Designing an agroforestry production system to fit your goals can be an excercise in frustration.

Firstly, agroforestry can become complex because of the large number of moving parts. Your focus should therefore, be to design for outcomes, not unnecessary complexity.

Secondly, agroforestry is plagued by a word-storm of terminology. This can leave you feeling great if you are trying to build up your Scrabble vocabulary. But, otherwise it just creates unneccesary confusion for newcomers.

Agroforestry Termininolgy

Demystifying Agroforestry

Don’t get hung up on semantics. You don’t need to wrap yourself up in the academic world of classification schemes and terminology.

Focus on three things when designing your agroforestry production system:

  • Intent;
  • Components; and,
  • Interactions

Otherwise, don’t worry about what box some university professor, or government agency says you fall into. At least not until you’re looking for support. Then just tell them what they want to hear.

Intent

Intent, is your purpose, your goals. It is the first step in this exploration of your agroforestry venture. Be clear about why you want to use agroforestry, before you decide how to use agroforestry.

Keeping a written set of goals is better than just a thought process. It will help you revisit and revise them, as needed, through time.

Components

Agroforestry boils down to blending trees and/or shrubs with at least one other production element:

  • Livestock;
  • Crops between the trees;
  • Secondary crops from the trees (i.e. timber plus…, or conservation plus…)

Interactions

With components identified, you now need to map out potential interactions. This is done so you can actively manage them. And, the management emphasis is set by your intent.

For trees and shrubs, generally your biggest concerns are canopy and root architecture. How each spreads will affect microclimate and soil tilth, respectively.

For livestock, foraging preferences are key. You need to understand the relative palatabilty of your crop trees and shrubs, relative to the understory forage crops. This will determine if livestock can be effective at releasing competition from the trees, or cause unacceptable levels of damage.

For your between tree/from the tree crops, you have the greatest flexibility to adjust through time.

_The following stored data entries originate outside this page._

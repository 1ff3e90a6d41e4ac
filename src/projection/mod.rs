//! Normalized invoice projection for payment matching.
//!
//! Maps a [`ParsedInvoice`] onto the generic shape the invoice-management
//! side works with: who to pay, how much, by when, and what kind of
//! document it is.

mod terms;

use chrono::{Days, NaiveDate};
use rust_decimal::Decimal;
use serde::{Deserialize, Serialize};

use crate::core::{DocumentType, ParsedInvoice, payment_form_label};

pub use terms::explicit_term_days;

/// Days added to the issue date when the document states no terms.
pub const DEFAULT_GRACE_DAYS: u32 = 30;

/// Business defaults applied while projecting.
#[derive(Debug, Clone, Copy, PartialEq, Eq, Serialize, Deserialize)]
pub struct ProjectionPolicy {
    /// Grace period for the due date when no explicit terms are found.
    pub default_grace_days: u32,
}

impl Default for ProjectionPolicy {
    fn default() -> Self {
        Self {
            default_grace_days: DEFAULT_GRACE_DAYS,
        }
    }
}

impl ProjectionPolicy {
    pub fn with_default_grace_days(mut self, days: u32) -> Self {
        self.default_grace_days = days;
        self
    }
}

/// Document classification used by payment matching.
#[derive(Debug, Clone, Copy, PartialEq, Eq, Hash, Serialize, Deserialize)]
pub enum ProjectedType {
    Invoice,
    CreditNote,
    PaymentComplement,
    Unknown,
}

impl ProjectedType {
    /// Fixed mapping from the CFDI document type. Transfer and payroll
    /// documents are not payables and map to `Unknown`.
    pub fn from_document_type(document_type: Option<&DocumentType>) -> Self {
        match document_type {
            Some(DocumentType::Income) => Self::Invoice,
            Some(DocumentType::Expense) => Self::CreditNote,
            Some(DocumentType::Payment) => Self::PaymentComplement,
            _ => Self::Unknown,
        }
    }
}

/// CFDI-specific data carried alongside the generic projection.
#[derive(Debug, Clone, Default, PartialEq, Serialize, Deserialize)]
pub struct CfdiDetails {
    pub uuid: Option<String>,
    pub recipient_tax_id: Option<String>,
    pub recipient_name: Option<String>,
    pub line_count: usize,
    pub transferred_total: Option<Decimal>,
}

/// The normalized view of one parsed CFDI.
#[derive(Debug, Clone, PartialEq, Serialize, Deserialize)]
pub struct InvoiceProjection {
    /// Issuer name.
    pub supplier_name: Option<String>,
    /// Document total.
    pub amount: Option<Decimal>,
    pub currency: Option<String>,
    pub due_date: Option<NaiveDate>,
    pub issue_date: Option<NaiveDate>,
    /// "series-folio", or whichever of the two is present.
    pub invoice_number: Option<String>,
    /// Issuer RFC.
    pub tax_id: Option<String>,
    /// Stamp UUID.
    pub reference: Option<String>,
    pub document_type: ProjectedType,
    /// 1.0 if the parse succeeded, else 0.0.
    pub confidence: f32,
    /// FormaPago label, or the raw code when not in the catalog.
    pub payment_method: Option<String>,
    /// MetodoPago label, or the raw code when not in the catalog.
    pub payment_terms: Option<String>,
    pub details: CfdiDetails,
}

/// Project with the default [`ProjectionPolicy`].
pub fn to_projection(invoice: &ParsedInvoice) -> InvoiceProjection {
    to_projection_with(invoice, &ProjectionPolicy::default())
}

/// Project `invoice`, taking business defaults from `policy`.
pub fn to_projection_with(invoice: &ParsedInvoice, policy: &ProjectionPolicy) -> InvoiceProjection {
    let issue_date = invoice.issued_at.map(|dt| dt.date());

    InvoiceProjection {
        supplier_name: invoice.issuer.name.clone(),
        amount: invoice.total,
        currency: invoice.currency.clone(),
        due_date: issue_date.and_then(|d| due_date(d, invoice, policy)),
        issue_date,
        invoice_number: invoice_number(invoice.series.as_deref(), invoice.folio.as_deref()),
        tax_id: invoice.issuer.tax_id.clone(),
        reference: invoice.uuid.clone(),
        document_type: ProjectedType::from_document_type(invoice.document_type.as_ref()),
        confidence: if invoice.parse_success { 1.0 } else { 0.0 },
        payment_method: invoice.payment_form.as_deref().map(|code| {
            payment_form_label(code)
                .map(str::to_string)
                .unwrap_or_else(|| code.to_string())
        }),
        payment_terms: invoice.settlement.as_ref().map(|s| {
            s.label()
                .map(str::to_string)
                .unwrap_or_else(|| s.code().to_string())
        }),
        details: CfdiDetails {
            uuid: invoice.uuid.clone(),
            recipient_tax_id: invoice.recipient.tax_id.clone(),
            recipient_name: invoice.recipient.name.clone(),
            line_count: invoice.line_items.len(),
            transferred_total: invoice.taxes.total_transferred,
        },
    }
}

/// Compose `series-folio`; either part alone is used as is.
pub fn invoice_number(series: Option<&str>, folio: Option<&str>) -> Option<String> {
    match (series, folio) {
        (Some(s), Some(f)) => Some(format!("{s}-{f}")),
        (None, Some(f)) => Some(f.to_string()),
        (Some(s), None) => Some(s.to_string()),
        (None, None) => None,
    }
}

fn due_date(issued: NaiveDate, invoice: &ParsedInvoice, policy: &ProjectionPolicy) -> Option<NaiveDate> {
    let days = invoice
        .payment_conditions
        .as_deref()
        .and_then(explicit_term_days)
        .unwrap_or(policy.default_grace_days);
    issued.checked_add_days(Days::new(u64::from(days)))
}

But you still need to understand their microclimatic needs: how much light, water and other key resources. Because these will be modified, positively or negatively, by trees or livestock.

Read more on evaluating your production setting here.

Interactions Change

It is also very important to understand that the nature of the interactions will vary as an agroforest matures. We can separate agroforestry development into three phases based on the growth and development of the crop trees.

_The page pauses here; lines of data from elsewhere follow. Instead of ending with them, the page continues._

//! # cfdi
//!
//! Fault-tolerant parser for Mexican CFDI (Comprobante Fiscal Digital por
//! Internet) electronic invoices, versions 3.2, 3.3 and 4.0.
//!
//! Given raw document bytes it produces a typed [`ParsedInvoice`] and,
//! from that, a normalized [`projection::InvoiceProjection`] for payment
//! matching. Parsing never fails and never panics: structural problems and
//! per-field conversion errors are data on the result.
//!
//! All monetary values use [`rust_decimal::Decimal`], never floating point.
//!
//! ## Quick Start
//!
//! ```rust
//! use cfdi::{looks_like_cfdi, parser::parse_cfdi, projection::to_projection};
//!
//! let xml = r#"<?xml version="1.0" encoding="UTF-8"?>
//! <cfdi:Comprobante xmlns:cfdi="http://www.sat.gob.mx/cfd/4" Version="4.0"
//!     Serie="A" Folio="1001" Fecha="2024-06-15T10:00:00" Total="1160.00"
//!     TipoDeComprobante="I" MetodoPago="PUE" FormaPago="03">
//!   <cfdi:Emisor Rfc="AAA010101AAA" Nombre="ACME SA DE CV" RegimenFiscal="601"/>
//! </cfdi:Comprobante>"#;
//!
//! assert!(looks_like_cfdi(xml));
//! let invoice = parse_cfdi(xml);
//! assert!(invoice.parse_success);
//!
//! let projection = to_projection(&invoice);
//! assert_eq!(projection.invoice_number.as_deref(), Some("A-1001"));
//! assert_eq!(projection.supplier_name.as_deref(), Some("ACME SA DE CV"));
//! assert_eq!(projection.confidence, 1.0);
//! ```
//!
//! ## Feature Flags
//!
//! | Feature | Description |
//! |---------|-------------|
//! | `core` | Types, SAT catalog codes, error model, sniffer |
//! | `parser` | quick-xml based CFDI parser |
//! | `projection` | Normalized invoice projection |
//! | `all` | Everything (same as default) |

#[cfg(feature = "core")]
pub mod core;

#[cfg(feature = "parser")]
pub mod parser;

#[cfg(feature = "projection")]
pub mod projection;

// Re-export core types at crate root for convenience
#[cfg(feature = "core")]
pub use crate::core::*;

1. In the Herbaceous Phase, tree seedlings are subject to strong, direct competition with understory crops. They are also most are susceptible to direct livestock impacts.

2. Once at the Intermediate Phase, trees have extended their canopy above the herb layer and competition is generally limited to soil-based resources (i.e. water and nutrients).

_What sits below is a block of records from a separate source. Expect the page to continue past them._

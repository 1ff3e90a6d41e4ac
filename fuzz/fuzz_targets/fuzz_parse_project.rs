#![no_main]

use libfuzzer_sys::fuzz_target;

fuzz_target!(|data: &[u8]| {
    if let Ok(s) = std::str::from_utf8(data) {
        let inv = cfdi::parser::parse_cfdi(s);
        let projection = cfdi::projection::to_projection(&inv);
        assert_eq!(projection.confidence == 1.0, inv.parse_success);
    }
});
#![no_main]

use libfuzzer_sys::fuzz_target;

fuzz_target!(|data: &[u8]| {
    // Must not panic, and a failed parse carries exactly one error.
    let inv = cfdi::parser::parse_cfdi(data);
    if !inv.parse_success {
        assert_eq!(inv.parse_errors.len(), 1);
    }
});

3. In the Arboreal Phase, mature trees become the dominant elements in the system in terms of both size and resource use. And they control the availability of most resources as well as the understory microclimate.

Management Emphasis

The final step is to bring the intent, components and interactions together. Intent will guide your management emphasis in agroforestry production system design.

For example, you may want to plant hedgerows to provide crop shelter and improve wildlife habitat. With a conservation emphasis, tree and shrub height or root spread may not be as important as shelter or habitat provided.

If, however, your management intent is focused on the row crop, a different selection is appropriate. Lower height shrubs with more contained root systems may be in order. As this will minimize crop interference at the edges.